EXERCISE OBJECTIVE
Which lines in the listing below contain the word "only"? Copy each one.

DATA SHOWN
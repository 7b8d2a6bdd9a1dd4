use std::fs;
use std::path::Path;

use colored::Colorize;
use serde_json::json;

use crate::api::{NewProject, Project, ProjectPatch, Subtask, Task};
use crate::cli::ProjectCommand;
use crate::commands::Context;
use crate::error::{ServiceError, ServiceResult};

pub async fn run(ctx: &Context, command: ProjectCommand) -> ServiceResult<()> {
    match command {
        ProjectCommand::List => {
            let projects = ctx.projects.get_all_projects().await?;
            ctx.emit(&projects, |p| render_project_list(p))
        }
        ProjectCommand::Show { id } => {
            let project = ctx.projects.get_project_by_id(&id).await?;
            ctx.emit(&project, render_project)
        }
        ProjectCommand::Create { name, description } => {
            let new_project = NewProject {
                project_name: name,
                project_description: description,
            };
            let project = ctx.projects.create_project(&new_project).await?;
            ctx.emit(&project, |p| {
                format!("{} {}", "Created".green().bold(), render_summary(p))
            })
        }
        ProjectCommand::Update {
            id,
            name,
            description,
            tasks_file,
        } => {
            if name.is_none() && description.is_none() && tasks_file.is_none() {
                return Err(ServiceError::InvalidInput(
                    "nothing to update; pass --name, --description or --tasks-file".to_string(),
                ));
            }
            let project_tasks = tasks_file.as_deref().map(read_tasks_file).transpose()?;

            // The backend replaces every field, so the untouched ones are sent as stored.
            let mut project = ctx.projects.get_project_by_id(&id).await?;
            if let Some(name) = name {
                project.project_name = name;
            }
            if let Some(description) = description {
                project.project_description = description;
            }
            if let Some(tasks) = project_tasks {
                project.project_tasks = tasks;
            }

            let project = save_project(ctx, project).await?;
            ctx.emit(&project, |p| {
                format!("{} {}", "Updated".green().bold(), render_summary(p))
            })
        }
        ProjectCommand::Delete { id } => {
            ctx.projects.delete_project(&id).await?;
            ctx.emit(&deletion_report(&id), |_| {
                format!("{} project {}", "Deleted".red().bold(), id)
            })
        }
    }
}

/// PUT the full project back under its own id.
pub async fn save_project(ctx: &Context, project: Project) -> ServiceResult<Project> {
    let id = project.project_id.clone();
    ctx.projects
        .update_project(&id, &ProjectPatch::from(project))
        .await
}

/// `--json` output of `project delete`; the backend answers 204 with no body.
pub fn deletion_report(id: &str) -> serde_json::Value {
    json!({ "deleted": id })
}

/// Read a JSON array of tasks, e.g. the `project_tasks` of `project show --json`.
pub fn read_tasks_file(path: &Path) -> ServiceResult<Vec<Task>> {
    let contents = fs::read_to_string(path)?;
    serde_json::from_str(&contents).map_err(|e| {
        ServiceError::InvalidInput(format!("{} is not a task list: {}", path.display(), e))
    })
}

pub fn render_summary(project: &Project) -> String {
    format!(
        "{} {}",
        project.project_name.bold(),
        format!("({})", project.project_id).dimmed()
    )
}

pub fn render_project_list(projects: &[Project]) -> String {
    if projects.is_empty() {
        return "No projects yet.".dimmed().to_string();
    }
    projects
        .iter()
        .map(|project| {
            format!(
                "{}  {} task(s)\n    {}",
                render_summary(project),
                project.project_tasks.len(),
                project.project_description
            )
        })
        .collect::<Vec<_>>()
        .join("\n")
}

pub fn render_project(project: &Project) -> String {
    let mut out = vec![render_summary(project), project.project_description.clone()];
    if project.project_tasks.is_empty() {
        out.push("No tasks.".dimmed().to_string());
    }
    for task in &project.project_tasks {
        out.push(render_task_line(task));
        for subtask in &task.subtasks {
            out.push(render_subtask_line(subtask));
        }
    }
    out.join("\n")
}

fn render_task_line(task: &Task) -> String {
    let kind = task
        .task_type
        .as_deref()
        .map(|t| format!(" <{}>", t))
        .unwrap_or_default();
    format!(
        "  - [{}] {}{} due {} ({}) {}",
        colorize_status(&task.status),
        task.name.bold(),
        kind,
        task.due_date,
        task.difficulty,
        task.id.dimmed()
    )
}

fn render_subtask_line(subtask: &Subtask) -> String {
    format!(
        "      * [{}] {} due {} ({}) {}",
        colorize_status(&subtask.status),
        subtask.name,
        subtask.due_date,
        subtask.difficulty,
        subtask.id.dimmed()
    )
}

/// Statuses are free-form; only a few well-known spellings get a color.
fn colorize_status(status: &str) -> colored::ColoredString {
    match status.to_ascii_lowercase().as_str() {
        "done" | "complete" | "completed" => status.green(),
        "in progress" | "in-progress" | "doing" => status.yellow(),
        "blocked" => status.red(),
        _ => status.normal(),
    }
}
* * *
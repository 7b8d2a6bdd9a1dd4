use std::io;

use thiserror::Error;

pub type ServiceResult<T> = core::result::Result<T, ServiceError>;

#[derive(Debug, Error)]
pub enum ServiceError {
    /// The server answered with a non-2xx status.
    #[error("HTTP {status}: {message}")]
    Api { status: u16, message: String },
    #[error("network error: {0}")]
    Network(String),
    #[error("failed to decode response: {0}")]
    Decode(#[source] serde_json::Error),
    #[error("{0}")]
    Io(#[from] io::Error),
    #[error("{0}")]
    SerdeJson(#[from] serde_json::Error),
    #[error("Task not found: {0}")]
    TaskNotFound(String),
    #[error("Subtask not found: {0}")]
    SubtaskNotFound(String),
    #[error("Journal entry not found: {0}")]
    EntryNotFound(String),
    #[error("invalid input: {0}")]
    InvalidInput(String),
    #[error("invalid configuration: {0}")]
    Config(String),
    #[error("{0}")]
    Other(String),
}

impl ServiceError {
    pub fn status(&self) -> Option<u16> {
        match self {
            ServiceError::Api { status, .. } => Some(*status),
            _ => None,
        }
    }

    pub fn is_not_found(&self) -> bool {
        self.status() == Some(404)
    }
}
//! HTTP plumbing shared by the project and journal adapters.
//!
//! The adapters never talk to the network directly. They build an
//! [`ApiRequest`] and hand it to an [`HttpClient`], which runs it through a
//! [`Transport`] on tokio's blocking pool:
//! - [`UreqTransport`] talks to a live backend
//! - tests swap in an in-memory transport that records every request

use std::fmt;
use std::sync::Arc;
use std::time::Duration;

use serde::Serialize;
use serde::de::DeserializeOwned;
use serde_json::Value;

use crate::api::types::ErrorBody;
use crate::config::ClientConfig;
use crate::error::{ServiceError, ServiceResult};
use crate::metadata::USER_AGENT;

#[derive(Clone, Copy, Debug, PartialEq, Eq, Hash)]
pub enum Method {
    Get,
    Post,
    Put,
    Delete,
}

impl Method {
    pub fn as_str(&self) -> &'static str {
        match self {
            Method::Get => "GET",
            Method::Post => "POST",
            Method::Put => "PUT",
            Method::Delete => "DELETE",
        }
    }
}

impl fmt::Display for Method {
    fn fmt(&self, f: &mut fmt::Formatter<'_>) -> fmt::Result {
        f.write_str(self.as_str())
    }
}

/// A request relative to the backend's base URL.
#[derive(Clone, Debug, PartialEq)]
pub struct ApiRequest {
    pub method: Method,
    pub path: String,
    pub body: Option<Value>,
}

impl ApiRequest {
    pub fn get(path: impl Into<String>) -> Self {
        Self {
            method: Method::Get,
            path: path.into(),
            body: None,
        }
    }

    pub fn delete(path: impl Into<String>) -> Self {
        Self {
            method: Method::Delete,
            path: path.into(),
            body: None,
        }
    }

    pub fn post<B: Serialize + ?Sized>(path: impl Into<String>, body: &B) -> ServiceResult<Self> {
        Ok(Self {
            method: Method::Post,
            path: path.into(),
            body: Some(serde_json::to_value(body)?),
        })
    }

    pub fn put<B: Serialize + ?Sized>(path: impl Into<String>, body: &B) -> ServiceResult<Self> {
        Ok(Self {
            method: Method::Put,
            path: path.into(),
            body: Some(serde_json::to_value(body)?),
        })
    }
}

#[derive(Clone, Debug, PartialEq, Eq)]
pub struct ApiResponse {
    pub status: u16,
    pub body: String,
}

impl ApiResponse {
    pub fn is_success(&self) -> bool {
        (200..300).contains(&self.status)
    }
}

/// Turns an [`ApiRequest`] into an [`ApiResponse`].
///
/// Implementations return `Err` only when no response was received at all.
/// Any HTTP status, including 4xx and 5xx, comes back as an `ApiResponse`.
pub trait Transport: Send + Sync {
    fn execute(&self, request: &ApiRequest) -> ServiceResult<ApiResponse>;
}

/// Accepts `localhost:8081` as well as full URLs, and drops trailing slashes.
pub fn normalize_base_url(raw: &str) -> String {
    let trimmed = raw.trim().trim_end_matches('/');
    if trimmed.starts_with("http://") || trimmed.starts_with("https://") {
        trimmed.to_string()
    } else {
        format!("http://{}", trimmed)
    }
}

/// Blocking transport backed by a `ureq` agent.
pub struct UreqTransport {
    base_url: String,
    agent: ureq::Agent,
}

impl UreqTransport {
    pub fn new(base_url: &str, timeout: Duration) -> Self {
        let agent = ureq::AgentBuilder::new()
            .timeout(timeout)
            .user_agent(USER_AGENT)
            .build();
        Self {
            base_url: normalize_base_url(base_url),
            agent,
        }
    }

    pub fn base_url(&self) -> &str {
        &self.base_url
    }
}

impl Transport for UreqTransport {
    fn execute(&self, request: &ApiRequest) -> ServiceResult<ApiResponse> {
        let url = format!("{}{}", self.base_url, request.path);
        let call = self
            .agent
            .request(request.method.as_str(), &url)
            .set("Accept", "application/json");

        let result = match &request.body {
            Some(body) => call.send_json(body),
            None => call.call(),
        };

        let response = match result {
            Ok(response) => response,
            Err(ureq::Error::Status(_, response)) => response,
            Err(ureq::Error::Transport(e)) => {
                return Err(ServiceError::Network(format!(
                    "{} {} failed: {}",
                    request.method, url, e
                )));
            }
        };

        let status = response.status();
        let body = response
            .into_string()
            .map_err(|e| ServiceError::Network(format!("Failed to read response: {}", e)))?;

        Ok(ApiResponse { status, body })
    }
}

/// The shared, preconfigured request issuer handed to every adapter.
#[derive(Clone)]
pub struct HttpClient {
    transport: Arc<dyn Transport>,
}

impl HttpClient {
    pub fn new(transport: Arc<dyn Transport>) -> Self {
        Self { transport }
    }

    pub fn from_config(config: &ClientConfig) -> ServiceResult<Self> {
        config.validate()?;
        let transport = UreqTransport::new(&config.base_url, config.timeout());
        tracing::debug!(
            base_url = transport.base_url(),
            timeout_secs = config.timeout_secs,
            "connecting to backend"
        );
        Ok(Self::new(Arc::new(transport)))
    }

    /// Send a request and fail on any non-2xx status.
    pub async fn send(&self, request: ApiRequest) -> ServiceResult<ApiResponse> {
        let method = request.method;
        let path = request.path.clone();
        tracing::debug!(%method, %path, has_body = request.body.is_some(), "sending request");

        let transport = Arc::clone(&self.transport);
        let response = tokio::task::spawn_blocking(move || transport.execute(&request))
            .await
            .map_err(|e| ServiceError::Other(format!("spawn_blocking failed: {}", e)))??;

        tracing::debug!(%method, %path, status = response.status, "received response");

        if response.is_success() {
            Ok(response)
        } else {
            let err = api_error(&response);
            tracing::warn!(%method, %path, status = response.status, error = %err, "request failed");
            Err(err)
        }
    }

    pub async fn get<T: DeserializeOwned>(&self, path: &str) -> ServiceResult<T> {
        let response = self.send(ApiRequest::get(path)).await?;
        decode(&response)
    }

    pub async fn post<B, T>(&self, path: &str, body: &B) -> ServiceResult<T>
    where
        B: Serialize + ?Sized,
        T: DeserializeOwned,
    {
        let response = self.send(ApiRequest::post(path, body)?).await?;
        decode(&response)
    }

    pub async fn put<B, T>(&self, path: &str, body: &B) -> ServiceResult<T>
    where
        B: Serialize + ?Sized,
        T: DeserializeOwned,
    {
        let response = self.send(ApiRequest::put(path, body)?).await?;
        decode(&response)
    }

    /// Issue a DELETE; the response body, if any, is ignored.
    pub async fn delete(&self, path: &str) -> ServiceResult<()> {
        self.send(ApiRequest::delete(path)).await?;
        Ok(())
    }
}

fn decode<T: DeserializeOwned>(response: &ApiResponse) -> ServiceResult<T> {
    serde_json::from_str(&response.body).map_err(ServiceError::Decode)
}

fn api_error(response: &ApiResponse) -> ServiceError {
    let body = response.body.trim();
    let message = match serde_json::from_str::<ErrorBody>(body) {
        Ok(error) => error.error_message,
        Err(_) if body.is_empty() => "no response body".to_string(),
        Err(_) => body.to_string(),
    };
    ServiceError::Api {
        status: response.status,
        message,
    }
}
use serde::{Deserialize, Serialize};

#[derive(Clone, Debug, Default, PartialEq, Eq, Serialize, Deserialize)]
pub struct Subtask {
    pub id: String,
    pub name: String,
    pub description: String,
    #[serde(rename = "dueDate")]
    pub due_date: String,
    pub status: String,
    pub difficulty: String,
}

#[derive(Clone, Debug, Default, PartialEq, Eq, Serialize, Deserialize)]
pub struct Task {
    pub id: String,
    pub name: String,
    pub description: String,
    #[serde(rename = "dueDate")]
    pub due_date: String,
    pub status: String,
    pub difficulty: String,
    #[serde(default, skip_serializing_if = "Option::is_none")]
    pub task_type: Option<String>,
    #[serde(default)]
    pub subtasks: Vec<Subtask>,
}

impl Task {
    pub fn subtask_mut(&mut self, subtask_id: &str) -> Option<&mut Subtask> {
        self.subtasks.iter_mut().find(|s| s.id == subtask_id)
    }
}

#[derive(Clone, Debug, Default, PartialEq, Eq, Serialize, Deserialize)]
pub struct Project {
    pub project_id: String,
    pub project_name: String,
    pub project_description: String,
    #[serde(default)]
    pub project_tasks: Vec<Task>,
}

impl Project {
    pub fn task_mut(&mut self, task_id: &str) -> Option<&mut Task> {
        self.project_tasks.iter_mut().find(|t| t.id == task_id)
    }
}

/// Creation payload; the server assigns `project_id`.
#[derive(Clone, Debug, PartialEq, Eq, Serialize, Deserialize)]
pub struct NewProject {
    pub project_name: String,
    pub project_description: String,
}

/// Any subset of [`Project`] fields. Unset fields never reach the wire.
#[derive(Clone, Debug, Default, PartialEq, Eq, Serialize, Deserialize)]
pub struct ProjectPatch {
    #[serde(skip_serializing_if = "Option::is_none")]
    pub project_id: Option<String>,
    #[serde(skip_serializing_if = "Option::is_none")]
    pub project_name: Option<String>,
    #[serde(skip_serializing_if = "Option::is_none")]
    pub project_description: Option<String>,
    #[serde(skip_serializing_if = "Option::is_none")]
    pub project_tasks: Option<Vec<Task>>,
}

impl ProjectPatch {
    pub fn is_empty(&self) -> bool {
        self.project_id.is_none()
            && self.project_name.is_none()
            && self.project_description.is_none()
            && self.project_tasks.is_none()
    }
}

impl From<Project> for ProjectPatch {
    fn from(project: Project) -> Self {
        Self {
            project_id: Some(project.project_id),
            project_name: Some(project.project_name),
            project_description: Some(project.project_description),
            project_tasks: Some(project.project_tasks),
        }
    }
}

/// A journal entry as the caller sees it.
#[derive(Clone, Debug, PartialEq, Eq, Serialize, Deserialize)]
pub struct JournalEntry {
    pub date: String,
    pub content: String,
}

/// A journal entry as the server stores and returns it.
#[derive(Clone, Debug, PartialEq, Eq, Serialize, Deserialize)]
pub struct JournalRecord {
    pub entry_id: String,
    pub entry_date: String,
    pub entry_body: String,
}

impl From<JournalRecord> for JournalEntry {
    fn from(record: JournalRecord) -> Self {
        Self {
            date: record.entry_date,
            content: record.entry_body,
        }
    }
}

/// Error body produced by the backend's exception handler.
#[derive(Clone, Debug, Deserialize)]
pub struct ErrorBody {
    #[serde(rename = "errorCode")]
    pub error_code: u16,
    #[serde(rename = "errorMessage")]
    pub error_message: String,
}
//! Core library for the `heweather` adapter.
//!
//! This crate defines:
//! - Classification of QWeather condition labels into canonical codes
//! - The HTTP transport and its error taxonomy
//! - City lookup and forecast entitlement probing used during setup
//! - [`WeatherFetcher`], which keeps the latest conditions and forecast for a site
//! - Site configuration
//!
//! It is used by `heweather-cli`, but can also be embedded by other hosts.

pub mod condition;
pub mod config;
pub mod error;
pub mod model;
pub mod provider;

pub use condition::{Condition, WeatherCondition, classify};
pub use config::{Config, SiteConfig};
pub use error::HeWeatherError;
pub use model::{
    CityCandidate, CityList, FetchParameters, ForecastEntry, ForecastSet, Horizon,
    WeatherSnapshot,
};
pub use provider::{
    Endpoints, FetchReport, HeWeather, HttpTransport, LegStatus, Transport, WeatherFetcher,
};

FINISHED EXERCISE
/// Statuses are free-form; only a few well-known spellings get a color.
/// Implementations return `Err` only when no response was received at all.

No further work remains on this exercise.